EXERCISE REQUIREMENTS — Every line from the beginning of the records below up to the one holding "and storage trouble." should be quoted exactly; leave out the rest.
--- SUPPLIED MATERIAL ---
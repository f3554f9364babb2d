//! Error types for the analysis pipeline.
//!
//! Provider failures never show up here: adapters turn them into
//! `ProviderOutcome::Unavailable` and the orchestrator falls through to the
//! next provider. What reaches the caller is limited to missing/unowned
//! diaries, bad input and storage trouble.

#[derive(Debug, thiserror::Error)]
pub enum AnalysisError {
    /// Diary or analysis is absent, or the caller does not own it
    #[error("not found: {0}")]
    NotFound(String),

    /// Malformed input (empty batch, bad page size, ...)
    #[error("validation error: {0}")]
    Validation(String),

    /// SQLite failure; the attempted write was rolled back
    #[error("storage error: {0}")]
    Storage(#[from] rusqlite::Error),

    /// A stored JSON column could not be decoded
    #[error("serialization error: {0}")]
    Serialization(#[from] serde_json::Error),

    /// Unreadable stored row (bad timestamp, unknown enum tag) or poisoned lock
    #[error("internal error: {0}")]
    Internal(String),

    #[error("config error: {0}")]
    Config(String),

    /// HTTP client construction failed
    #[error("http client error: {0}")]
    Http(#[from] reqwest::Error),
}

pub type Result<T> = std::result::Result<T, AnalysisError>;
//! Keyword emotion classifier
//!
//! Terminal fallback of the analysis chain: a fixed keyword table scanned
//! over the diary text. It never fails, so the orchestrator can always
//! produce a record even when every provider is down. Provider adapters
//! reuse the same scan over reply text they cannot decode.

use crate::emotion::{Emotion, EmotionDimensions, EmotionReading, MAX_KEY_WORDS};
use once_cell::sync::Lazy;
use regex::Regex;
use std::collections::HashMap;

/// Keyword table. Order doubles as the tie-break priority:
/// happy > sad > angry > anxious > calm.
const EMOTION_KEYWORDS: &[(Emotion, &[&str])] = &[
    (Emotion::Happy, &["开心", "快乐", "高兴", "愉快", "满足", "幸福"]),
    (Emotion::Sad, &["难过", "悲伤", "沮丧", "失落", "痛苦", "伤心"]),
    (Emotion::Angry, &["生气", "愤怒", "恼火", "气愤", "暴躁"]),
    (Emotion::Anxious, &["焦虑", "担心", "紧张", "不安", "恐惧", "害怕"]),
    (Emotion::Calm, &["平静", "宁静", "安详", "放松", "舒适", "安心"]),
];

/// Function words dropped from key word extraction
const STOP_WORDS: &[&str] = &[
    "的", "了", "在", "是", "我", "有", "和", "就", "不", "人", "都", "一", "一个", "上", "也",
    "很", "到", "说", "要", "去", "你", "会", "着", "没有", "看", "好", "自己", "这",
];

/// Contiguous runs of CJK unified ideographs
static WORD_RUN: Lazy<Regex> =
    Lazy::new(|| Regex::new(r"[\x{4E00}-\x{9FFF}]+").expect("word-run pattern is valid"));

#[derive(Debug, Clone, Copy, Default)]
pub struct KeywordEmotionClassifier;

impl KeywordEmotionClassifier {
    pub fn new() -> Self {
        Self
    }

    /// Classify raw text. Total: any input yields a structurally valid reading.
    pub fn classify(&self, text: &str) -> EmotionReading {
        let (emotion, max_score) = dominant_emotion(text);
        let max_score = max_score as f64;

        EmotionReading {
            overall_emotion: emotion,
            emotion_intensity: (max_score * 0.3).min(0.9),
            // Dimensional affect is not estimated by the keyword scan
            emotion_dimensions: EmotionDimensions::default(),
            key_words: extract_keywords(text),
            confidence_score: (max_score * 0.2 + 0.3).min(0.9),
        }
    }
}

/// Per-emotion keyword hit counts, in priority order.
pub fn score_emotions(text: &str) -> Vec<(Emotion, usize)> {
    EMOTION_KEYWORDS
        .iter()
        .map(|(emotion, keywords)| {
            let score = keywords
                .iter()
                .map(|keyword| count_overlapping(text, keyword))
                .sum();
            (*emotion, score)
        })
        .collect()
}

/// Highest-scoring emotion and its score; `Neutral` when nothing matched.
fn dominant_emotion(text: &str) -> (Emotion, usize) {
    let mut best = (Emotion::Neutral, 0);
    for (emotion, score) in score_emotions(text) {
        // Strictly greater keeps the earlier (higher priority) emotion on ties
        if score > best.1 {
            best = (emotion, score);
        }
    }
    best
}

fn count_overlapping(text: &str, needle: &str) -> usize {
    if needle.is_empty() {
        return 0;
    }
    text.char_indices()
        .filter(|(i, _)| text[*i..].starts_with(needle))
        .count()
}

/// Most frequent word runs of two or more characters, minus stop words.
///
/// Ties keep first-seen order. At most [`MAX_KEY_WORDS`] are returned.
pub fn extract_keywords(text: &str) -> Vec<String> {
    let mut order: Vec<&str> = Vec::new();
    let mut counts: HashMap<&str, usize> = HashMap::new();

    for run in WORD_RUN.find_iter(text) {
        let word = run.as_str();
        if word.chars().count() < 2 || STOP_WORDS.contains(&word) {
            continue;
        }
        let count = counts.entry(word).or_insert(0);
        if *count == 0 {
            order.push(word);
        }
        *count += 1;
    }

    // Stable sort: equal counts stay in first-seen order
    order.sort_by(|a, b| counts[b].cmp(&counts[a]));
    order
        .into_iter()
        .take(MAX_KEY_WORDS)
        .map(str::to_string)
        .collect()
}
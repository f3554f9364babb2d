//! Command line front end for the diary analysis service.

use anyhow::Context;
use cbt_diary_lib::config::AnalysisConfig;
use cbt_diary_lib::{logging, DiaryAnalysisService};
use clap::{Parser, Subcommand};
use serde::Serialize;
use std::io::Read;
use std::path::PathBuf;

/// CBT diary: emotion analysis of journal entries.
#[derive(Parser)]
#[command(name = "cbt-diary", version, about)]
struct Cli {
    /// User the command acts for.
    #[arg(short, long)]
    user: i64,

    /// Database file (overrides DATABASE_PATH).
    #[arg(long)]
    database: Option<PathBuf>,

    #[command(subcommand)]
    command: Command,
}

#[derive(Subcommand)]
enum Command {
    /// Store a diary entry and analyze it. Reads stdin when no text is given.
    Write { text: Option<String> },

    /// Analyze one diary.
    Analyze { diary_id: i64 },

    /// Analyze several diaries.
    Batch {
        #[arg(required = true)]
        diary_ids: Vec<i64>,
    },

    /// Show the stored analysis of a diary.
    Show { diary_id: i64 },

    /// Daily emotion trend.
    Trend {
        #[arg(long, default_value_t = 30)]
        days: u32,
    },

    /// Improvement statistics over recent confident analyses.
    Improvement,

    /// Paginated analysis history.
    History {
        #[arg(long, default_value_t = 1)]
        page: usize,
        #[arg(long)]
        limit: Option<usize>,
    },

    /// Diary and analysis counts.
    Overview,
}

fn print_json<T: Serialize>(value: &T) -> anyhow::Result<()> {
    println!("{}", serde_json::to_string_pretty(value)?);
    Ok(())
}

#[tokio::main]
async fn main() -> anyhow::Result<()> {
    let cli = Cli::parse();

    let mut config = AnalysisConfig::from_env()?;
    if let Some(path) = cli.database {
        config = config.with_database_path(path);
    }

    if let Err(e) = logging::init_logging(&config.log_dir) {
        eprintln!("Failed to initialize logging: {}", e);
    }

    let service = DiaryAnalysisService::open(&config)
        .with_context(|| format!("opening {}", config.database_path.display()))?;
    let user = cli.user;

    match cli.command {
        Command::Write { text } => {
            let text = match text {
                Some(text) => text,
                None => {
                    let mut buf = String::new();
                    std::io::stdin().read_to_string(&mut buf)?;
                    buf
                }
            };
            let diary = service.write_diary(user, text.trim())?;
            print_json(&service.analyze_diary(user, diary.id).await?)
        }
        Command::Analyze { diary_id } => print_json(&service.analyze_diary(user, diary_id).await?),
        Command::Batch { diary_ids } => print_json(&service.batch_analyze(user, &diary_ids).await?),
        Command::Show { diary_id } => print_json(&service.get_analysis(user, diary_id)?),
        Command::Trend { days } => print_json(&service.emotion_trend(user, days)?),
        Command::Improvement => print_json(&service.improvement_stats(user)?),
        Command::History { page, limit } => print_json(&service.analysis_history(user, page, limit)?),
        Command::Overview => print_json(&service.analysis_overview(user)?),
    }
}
---
RESPONSE TO THIS EXERCISE —
repository f3554f9364babb2d
//! Error types for the analysis pipeline.
//!
//! Provider failures never show up here: adapters turn them into
//! `ProviderOutcome::Unavailable` and the orchestrator falls through to the
//! next provider. What reaches the caller is limited to missing/unowned
//! diaries, bad input and storage trouble.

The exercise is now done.